## [What the task requires]
Reproduce each line of the entries that carries "SeqGenerator".

## [Recorded information]
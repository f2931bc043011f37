use alloc::vec::Vec;
use core::fmt;
use core::ops::Range;

use log::{debug, error, trace, warn};

use crate::error::ErrorKind;
use crate::storage::{Geometry, Storage};
use crate::util::{CRC, ERASE_STATE};

/// In-memory emulation of a NAND-like block device.
///
/// The device exposes `block_count * block_size` bytes at the virtual addresses
/// `[start_address, start_address + block_count * block_size)`. A write ANDs the new data into
/// the existing contents so it can only clear bits. Only an erase sets bits back to 1, and it
/// always does so for whole blocks.
pub struct BlockDevice {
    block_count: usize,
    block_size: usize,
    start_address: usize,
    buffer: Vec<u8>,
}

impl fmt::Debug for BlockDevice {
    fn fmt(&self, f: &mut fmt::Formatter<'_>) -> fmt::Result {
        f.debug_struct("BlockDevice")
            .field("block_count", &self.block_count)
            .field("block_size", &self.block_size)
            .field("start_address", &format_args!("0x{:x}", self.start_address))
            .finish()
    }
}

impl BlockDevice {
    /// Create a device with every byte in the erased state.
    ///
    /// The block size must be even and non-zero, and the start address a multiple of it. The
    /// block size is only checked for parity, so a size such as 6 is accepted.
    pub fn new(
        block_count: usize,
        block_size: usize,
        start_address: usize,
    ) -> Result<Self, ErrorKind> {
        if block_size == 0 || block_size % 2 != 0 || start_address % block_size != 0 {
            error!(
                "Invalid geometry block size: {} start address: 0x{:x}",
                block_size, start_address
            );
            return Err(ErrorKind::InvalidGeometry);
        }

        let capacity = block_count
            .checked_mul(block_size)
            .filter(|capacity| start_address.checked_add(*capacity).is_some())
            .ok_or_else(|| {
                error!(
                    "Device of {} blocks of {} bytes at 0x{:x} exceeds address space",
                    block_count, block_size, start_address
                );
                ErrorKind::InvalidGeometry
            })?;

        let mut buffer = Vec::new();
        buffer.try_reserve_exact(capacity).map_err(|_| {
            error!("Failure to allocate {} bytes for block device.", capacity);
            ErrorKind::AllocationFailure
        })?;
        buffer.resize(capacity, ERASE_STATE);

        debug!(
            "Created block device blocks: {} block size: {} start: 0x{:x}",
            block_count, block_size, start_address
        );
        Ok(BlockDevice {
            block_count,
            block_size,
            start_address,
            buffer,
        })
    }

    pub fn block_count(&self) -> usize {
        self.block_count
    }

    pub fn block_size(&self) -> usize {
        self.block_size
    }

    pub fn start_address(&self) -> usize {
        self.start_address
    }

    /// One past the last valid virtual address.
    pub fn end_address(&self) -> usize {
        self.start_address + self.buffer.len()
    }

    /// Size of the device in bytes.
    pub fn capacity(&self) -> usize {
        self.buffer.len()
    }

    pub fn geometry(&self) -> Geometry {
        Geometry {
            block_size: self.block_size,
            num_blocks: self.block_count,
            start_address: self.start_address,
        }
    }

    /// Raw view of the whole medium, indexed by physical offset.
    pub fn as_bytes(&self) -> &[u8] {
        &self.buffer
    }

    /// CRC-32 of the whole medium.
    pub fn checksum(&self) -> u32 {
        CRC.checksum(&self.buffer)
    }

    /// Whether `address` lies within the device.
    pub fn is_valid(&self, address: usize) -> bool {
        address >= self.start_address && address < self.end_address()
    }

    /// Whether the whole span `[address, address + len)` lies within the device.
    ///
    /// The start address must itself be valid even for an empty span.
    pub fn is_valid_span(&self, address: usize, len: usize) -> bool {
        self.is_valid(address)
            && self
                .to_physical(address)
                .checked_add(len)
                .map_or(false, |end| end <= self.buffer.len())
    }

    /// Offset into the buffer of a virtual address. The address must be valid.
    pub fn to_physical(&self, address: usize) -> usize {
        address.wrapping_sub(self.start_address)
    }

    /// Virtual address of the first byte of the block holding `address`.
    pub fn block_base(&self, address: usize) -> usize {
        (self.to_physical(address) / self.block_size) * self.block_size + self.start_address
    }

    /// Zero based index of the block holding `address`.
    pub fn block_index(&self, address: usize) -> Result<usize, ErrorKind> {
        if !self.is_valid(address) {
            return Err(ErrorKind::OutOfRange);
        }
        Ok(self.to_physical(address) / self.block_size)
    }

    /// Virtual address span covered by block `index`.
    pub fn block_range(&self, index: usize) -> Result<Range<usize>, ErrorKind> {
        if index >= self.block_count {
            return Err(ErrorKind::OutOfRange);
        }
        let start = self.start_address + index * self.block_size;
        Ok(start..start + self.block_size)
    }

    /// Copy `data.len()` bytes starting at `address` into `data`.
    pub fn read(&self, address: usize, data: &mut [u8]) -> Result<(), ErrorKind> {
        let span = self.physical_span(address, data.len())?;
        trace!("rd address: 0x{:x} len: {}", address, data.len());
        data.copy_from_slice(&self.buffer[span]);
        Ok(())
    }

    /// AND `data` into the contents starting at `address`.
    ///
    /// Bits that are already clear stay clear, so the stored value is the AND of everything
    /// written since the region was last erased.
    pub fn write(&mut self, address: usize, data: &[u8]) -> Result<(), ErrorKind> {
        let span = self.physical_span(address, data.len())?;
        trace!("wr address: 0x{:x} len: {}", address, data.len());
        for (cell, byte) in self.buffer[span].iter_mut().zip(data) {
            *cell &= *byte;
        }
        Ok(())
    }

    /// Erase every block touched by `[address, address + len)`.
    ///
    /// Whole blocks are reset even when the span covers only part of them.
    pub fn erase(&mut self, address: usize, len: usize) -> Result<(), ErrorKind> {
        self.physical_span(address, len)?;
        trace!("erase address: 0x{:x} len: {}", address, len);

        let mut cursor = address;
        let mut remaining = len;
        while remaining > 0 {
            let block = self.block_base(cursor);
            self.reset_block(block);

            let offset = self.to_physical(cursor) % self.block_size;
            let advance = self.block_size - offset;
            remaining = remaining.saturating_sub(advance);
            cursor += advance;
        }
        Ok(())
    }

    /// Erase the block at `index`.
    pub fn erase_block(&mut self, index: usize) -> Result<(), ErrorKind> {
        let range = self.block_range(index).map_err(|e| {
            warn!("Rejected erase of block {} of {}", index, self.block_count);
            e
        })?;
        self.reset_block(range.start);
        Ok(())
    }

    /// Reset the entire device to the erased state.
    pub fn erase_all(&mut self) {
        trace!("erase all {} bytes", self.buffer.len());
        self.buffer.fill(ERASE_STATE);
    }

    fn reset_block(&mut self, block: usize) {
        let start = self.to_physical(block);
        trace!("reset block at 0x{:x}", block);
        self.buffer[start..start + self.block_size].fill(ERASE_STATE);
    }

    fn physical_span(&self, address: usize, len: usize) -> Result<Range<usize>, ErrorKind> {
        if !self.is_valid_span(address, len) {
            warn!(
                "Rejected access at 0x{:x} len: {} outside of 0x{:x}..0x{:x}",
                address,
                len,
                self.start_address,
                self.end_address()
            );
            return Err(ErrorKind::OutOfRange);
        }
        let start = self.to_physical(address);
        Ok(start..start + len)
    }
}

impl Storage for BlockDevice {
    fn read(&self, address: usize, data: &mut [u8]) -> Result<(), ErrorKind> {
        BlockDevice::read(self, address, data)
    }

    fn write(&mut self, address: usize, data: &[u8]) -> Result<(), ErrorKind> {
        BlockDevice::write(self, address, data)
    }

    fn erase(&mut self, address: usize, len: usize) -> Result<(), ErrorKind> {
        BlockDevice::erase(self, address, len)
    }

    fn erase_all(&mut self) -> Result<(), ErrorKind> {
        BlockDevice::erase_all(self);
        Ok(())
    }

    fn geometry(&self) -> Geometry {
        BlockDevice::geometry(self)
    }
}
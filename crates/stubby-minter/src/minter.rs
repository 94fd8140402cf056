use crate::code::MintedCode;
use crate::error::{MintError, Result};
use jiff::Timestamp;
use std::sync::Arc;
use stubby_cache::{QuotaDecision, UsageTracker};
use stubby_core::{QuotaKey, UsageQuota};
use stubby_generator::Generator;
use tracing::{info, info_span, Span};
use typed_builder::TypedBuilder;

/// Per-window limits of a user's subscription.
#[derive(Debug, Clone, Copy, PartialEq, Eq)]
pub struct QuotaLimits {
    pub short_urls: u64,
    pub custom_aliases: u64,
}

/// Parameters for minting one code.
#[derive(Debug, Clone, TypedBuilder)]
pub struct MintRequest {
    #[builder(setter(into))]
    pub user_id: String,
    /// Custom alias to use instead of a generated token.
    #[builder(default, setter(strip_option, into))]
    pub custom_alias: Option<String>,
    pub limits: QuotaLimits,
    /// End of the user's current subscription window.
    pub window_end: Timestamp,
}

/// Mints short codes on behalf of users, enforcing their quotas.
///
/// Note: the `Generator` implementation is responsible for ensuring
/// uniqueness of generated tokens. Alias conflicts are not checked here.
#[derive(Debug)]
pub struct Minter<G, Q> {
    generator: Arc<G>,
    tracker: UsageTracker<Q>,
    span: Span,
}

impl<G, Q> Clone for Minter<G, Q> {
    fn clone(&self) -> Self {
        Self {
            generator: Arc::clone(&self.generator),
            tracker: self.tracker.clone(),
            span: self.span.clone(),
        }
    }
}

impl<G: Generator, Q: UsageQuota> Minter<G, Q> {
    pub fn new(generator: G, tracker: UsageTracker<Q>) -> Self {
        Self::with_span(generator, tracker, info_span!("minter"))
    }

    pub fn with_span(generator: G, tracker: UsageTracker<Q>, span: Span) -> Self {
        Self {
            generator: Arc::new(generator),
            tracker,
            span,
        }
    }

    pub fn tracker(&self) -> &UsageTracker<Q> {
        &self.tracker
    }

    /// Mints one code for `request.user_id`.
    ///
    /// Every short URL counts against `limits.short_urls`; a custom alias
    /// additionally counts against `limits.custom_aliases`. Nothing is
    /// recorded when any check fails.
    pub async fn mint(&self, request: MintRequest) -> Result<MintedCode> {
        let alias = request
            .custom_alias
            .map(MintedCode::custom)
            .transpose()?;

        let url_key = QuotaKey::short_url(&request.user_id);
        self.ensure_allowed(&url_key, request.limits.short_urls, request.window_end)
            .await?;

        let alias_key = QuotaKey::custom_alias(&request.user_id);
        if alias.is_some() {
            self.ensure_allowed(&alias_key, request.limits.custom_aliases, request.window_end)
                .await?;
        }

        let code = match alias {
            Some(alias) => alias,
            None => MintedCode::Generated(self.generator.generate()?),
        };

        self.tracker.record_usage(&url_key).await;
        if code.is_custom() {
            self.tracker.record_usage(&alias_key).await;
        }

        info!(parent: &self.span, user_id = %request.user_id, code = %code, "minted code");
        Ok(code)
    }

    async fn ensure_allowed(&self, key: &QuotaKey, limit: u64, window_end: Timestamp) -> Result<()> {
        match self.tracker.check(key, limit, window_end).await {
            QuotaDecision::Allowed { .. } => Ok(()),
            QuotaDecision::Exceeded { used, limit } => {
                info!(parent: &self.span, key = %key, used, limit, "quota exceeded");
                Err(MintError::QuotaExceeded {
                    kind: key.kind().to_string(),
                    used,
                    limit,
                })
            }
        }
    }
}

#[cfg(test)]
mod tests {
    use super::*;
    use jiff::SignedDuration;
    use stubby_cache::{MemoryQuotaConfig, MemoryUsageQuota};
    use stubby_core::ShortToken;
    use stubby_generator::{GenerateError, SeqGenerator};

    const LIMITS: QuotaLimits = QuotaLimits {
        short_urls: 3,
        custom_aliases: 1,
    };

    fn minter() -> Minter<SeqGenerator, MemoryUsageQuota> {
        let quota = MemoryUsageQuota::new(MemoryQuotaConfig::default());
        Minter::new(SeqGenerator::new(), UsageTracker::new(quota))
    }

    fn request(user_id: &str) -> MintRequest {
        MintRequest::builder()
            .user_id(user_id)
            .limits(LIMITS)
            .window_end(Timestamp::now() + SignedDuration::from_hours(24))
            .build()
    }

    fn alias_request(user_id: &str, alias: &str) -> MintRequest {
        MintRequest::builder()
            .user_id(user_id)
            .custom_alias(alias)
            .limits(LIMITS)
            .window_end(Timestamp::now() + SignedDuration::from_hours(24))
            .build()
    }

    async fn usage(minter: &Minter<SeqGenerator, MemoryUsageQuota>, key: QuotaKey) -> u64 {
        let end = Timestamp::now() + SignedDuration::from_hours(24);
        minter.tracker().current_usage(&key, end).await
    }

    #[tokio::test]
    async fn mints_generated_tokens_in_sequence() {
        let minter = minter();

        let first = minter.mint(request("u1")).await.unwrap();
        let second = minter.mint(request("u1")).await.unwrap();

        assert_eq!(first.as_str(), "gGTF51");
        assert_eq!(second.as_str(), "hGTF51");
        assert!(!first.is_custom());
    }

    #[tokio::test]
    async fn short_url_quota_is_enforced() {
        let minter = minter();
        for _ in 0..3 {
            minter.mint(request("u1")).await.unwrap();
        }

        let err = minter.mint(request("u1")).await.unwrap_err();

        assert_eq!(
            err,
            MintError::QuotaExceeded {
                kind: "custom_url".to_string(),
                used: 3,
                limit: 3,
            }
        );
    }

    #[tokio::test]
    async fn quotas_are_per_user() {
        let minter = minter();
        for _ in 0..3 {
            minter.mint(request("u1")).await.unwrap();
        }

        assert!(minter.mint(request("u2")).await.is_ok());
    }

    #[tokio::test]
    async fn custom_alias_is_used_verbatim() {
        let minter = minter();

        let code = minter.mint(alias_request("u1", "my-link_1")).await.unwrap();

        assert_eq!(code, MintedCode::Custom("my-link_1".to_string()));
        assert_eq!(usage(&minter, QuotaKey::short_url("u1")).await, 1);
        assert_eq!(usage(&minter, QuotaKey::custom_alias("u1")).await, 1);
    }

    #[tokio::test]
    async fn custom_alias_quota_is_enforced() {
        let minter = minter();
        minter.mint(alias_request("u1", "first")).await.unwrap();

        let err = minter.mint(alias_request("u1", "second")).await.unwrap_err();

        assert_eq!(
            err,
            MintError::QuotaExceeded {
                kind: "custom_alias".to_string(),
                used: 1,
                limit: 1,
            }
        );
        // the rejected mint consumed nothing
        assert_eq!(usage(&minter, QuotaKey::short_url("u1")).await, 1);
        // generated tokens still fit under the short URL limit
        assert!(minter.mint(request("u1")).await.is_ok());
    }

    #[tokio::test]
    async fn invalid_alias_is_rejected_before_quota() {
        let minter = minter();

        let err = minter.mint(alias_request("u1", "a b")).await.unwrap_err();

        assert!(matches!(err, MintError::InvalidAlias(_)));
        assert_eq!(usage(&minter, QuotaKey::short_url("u1")).await, 0);
    }

    #[tokio::test]
    async fn generator_failure_records_nothing() {
        struct Failing;
        impl Generator for Failing {
            fn generate(&self) -> stubby_generator::Result<ShortToken> {
                Err(GenerateError::Allocation(
                    stubby_snowflake::Error::OverTimeLimit,
                ))
            }
        }

        let quota = MemoryUsageQuota::new(MemoryQuotaConfig::default());
        let minter = Minter::new(Failing, UsageTracker::new(quota));

        let err = minter.mint(request("u1")).await.unwrap_err();

        assert!(matches!(err, MintError::Generate(_)));
        let end = Timestamp::now() + SignedDuration::from_hours(24);
        let used = minter
            .tracker()
            .current_usage(&QuotaKey::short_url("u1"), end)
            .await;
        assert_eq!(used, 0);
    }
}
//! Container fixtures for integration tests.

pub mod error;
pub mod redis;

pub use error::{Result, TestInfraError};
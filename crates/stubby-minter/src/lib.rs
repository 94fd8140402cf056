//! Token minting workflow.
//!
//! Combines a [`Generator`](stubby_generator::Generator) with a
//! [`UsageTracker`](stubby_cache::UsageTracker): quotas are checked first,
//! then a token is generated (or the caller's alias accepted) and the usage
//! recorded.

pub mod code;
pub mod error;
pub mod minter;

pub use code::MintedCode;
pub use error::{MintError, Result};
pub use minter::{MintRequest, Minter, QuotaLimits};
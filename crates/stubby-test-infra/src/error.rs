use thiserror::Error;

pub type Result<T> = std::result::Result<T, TestInfraError>;

/// Failures while provisioning throwaway backends for integration tests.
#[derive(Debug, Error)]
pub enum TestInfraError {
    #[error("failed to run redis container: {0}")]
    Container(#[from] testcontainers::TestcontainersError),

    #[error("failed to reach redis fixture: {0}")]
    Redis(#[from] redis::RedisError),
}
use async_trait::async_trait;
use dashmap::DashMap;
use std::sync::{Arc, Weak};
use std::time::{Duration, Instant};
use stubby_core::{QuotaKey, UsageQuota};
use tokio::task::JoinHandle;
use tokio::time::MissedTickBehavior;
use tracing::{debug, info_span, trace, Span};
use typed_builder::TypedBuilder;

use crate::MAX_WINDOW;

/// How often expired counters are swept by default.
pub const DEFAULT_SWEEP_INTERVAL: Duration = Duration::from_secs(30);

#[derive(Debug)]
struct Counter {
    count: u64,
    expires_at: Instant,
}

type Counters = DashMap<String, Counter>;

/// Configuration for creating a [`MemoryUsageQuota`].
#[derive(Debug, Clone, TypedBuilder)]
pub struct MemoryQuotaConfig {
    /// Period of the background sweep.
    #[builder(default = DEFAULT_SWEEP_INTERVAL)]
    pub sweep_interval: Duration,
    /// Span every log event of the cache is attached to.
    #[builder(default, setter(strip_option))]
    pub span: Option<Span>,
}

impl Default for MemoryQuotaConfig {
    fn default() -> Self {
        Self::builder().build()
    }
}

/// An in-process implementation of [`UsageQuota`].
///
/// Counters live in a sharded concurrent map. A background task removes
/// counters whose window has passed every `sweep_interval`; until it runs, an
/// expired counter keeps answering with its old count.
///
/// Clones share the same counters. The sweep task stops once the last clone
/// is dropped.
#[derive(Debug, Clone)]
pub struct MemoryUsageQuota {
    counters: Arc<Counters>,
    span: Span,
    _sweeper: Arc<Sweeper>,
}

#[derive(Debug)]
struct Sweeper(JoinHandle<()>);

impl Drop for Sweeper {
    fn drop(&mut self) {
        self.0.abort();
    }
}

impl MemoryUsageQuota {
    /// Creates the cache and starts its sweep task.
    ///
    /// Must be called from within a Tokio runtime.
    pub fn new(config: MemoryQuotaConfig) -> Self {
        let span = config
            .span
            .unwrap_or_else(|| info_span!("memory_usage_quota"));
        let counters = Arc::new(Counters::new());
        let sweeper = spawn_sweeper(
            Arc::downgrade(&counters),
            config.sweep_interval,
            span.clone(),
        );

        Self {
            counters,
            span,
            _sweeper: Arc::new(Sweeper(sweeper)),
        }
    }

    /// Removes every counter whose window has passed and returns how many
    /// were removed.
    pub fn sweep_expired(&self) -> usize {
        evict_expired(&self.counters, Instant::now())
    }

    /// Number of counters currently held, expired or not.
    pub fn len(&self) -> usize {
        self.counters.len()
    }

    pub fn is_empty(&self) -> bool {
        self.counters.is_empty()
    }
}

fn spawn_sweeper(counters: Weak<Counters>, interval: Duration, span: Span) -> JoinHandle<()> {
    tokio::spawn(async move {
        let mut ticker = tokio::time::interval_at(tokio::time::Instant::now() + interval, interval);
        ticker.set_missed_tick_behavior(MissedTickBehavior::Delay);

        loop {
            ticker.tick().await;
            let Some(live) = counters.upgrade() else {
                break;
            };
            let evicted = evict_expired(&live, Instant::now());
            if evicted > 0 {
                debug!(parent: &span, evicted, "evicted expired usage counters");
            }
        }
    })
}

fn evict_expired(counters: &Counters, now: Instant) -> usize {
    let mut evicted = 0;
    counters.retain(|_, counter| {
        let live = now < counter.expires_at;
        if !live {
            evicted += 1;
        }
        live
    });
    evicted
}

#[async_trait]
impl UsageQuota for MemoryUsageQuota {
    async fn get_or_init(&self, key: &QuotaKey, window: Duration) -> u64 {
        let now = Instant::now();
        let entry = self.counters.entry(key.storage_key()).or_insert_with(|| {
            trace!(parent: &self.span, key = %key, ?window, "initializing usage counter");
            Counter {
                count: 0,
                expires_at: now + window.min(MAX_WINDOW),
            }
        });
        entry.count
    }

    async fn increment(&self, key: &QuotaKey) {
        match self.counters.get_mut(&key.storage_key()) {
            Some(mut counter) => {
                counter.count += 1;
                trace!(parent: &self.span, key = %key, count = counter.count, "incremented usage counter");
            }
            None => {
                debug!(parent: &self.span, key = %key, "usage counter not initialized, increment ignored");
            }
        }
    }
}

## [Response area]
    use stubby_generator::{GenerateError, SeqGenerator};
    fn minter() -> Minter<SeqGenerator, MemoryUsageQuota> {
        Minter::new(SeqGenerator::new(), UsageTracker::new(quota))
    async fn usage(minter: &Minter<SeqGenerator, MemoryUsageQuota>, key: QuotaKey) -> u64 {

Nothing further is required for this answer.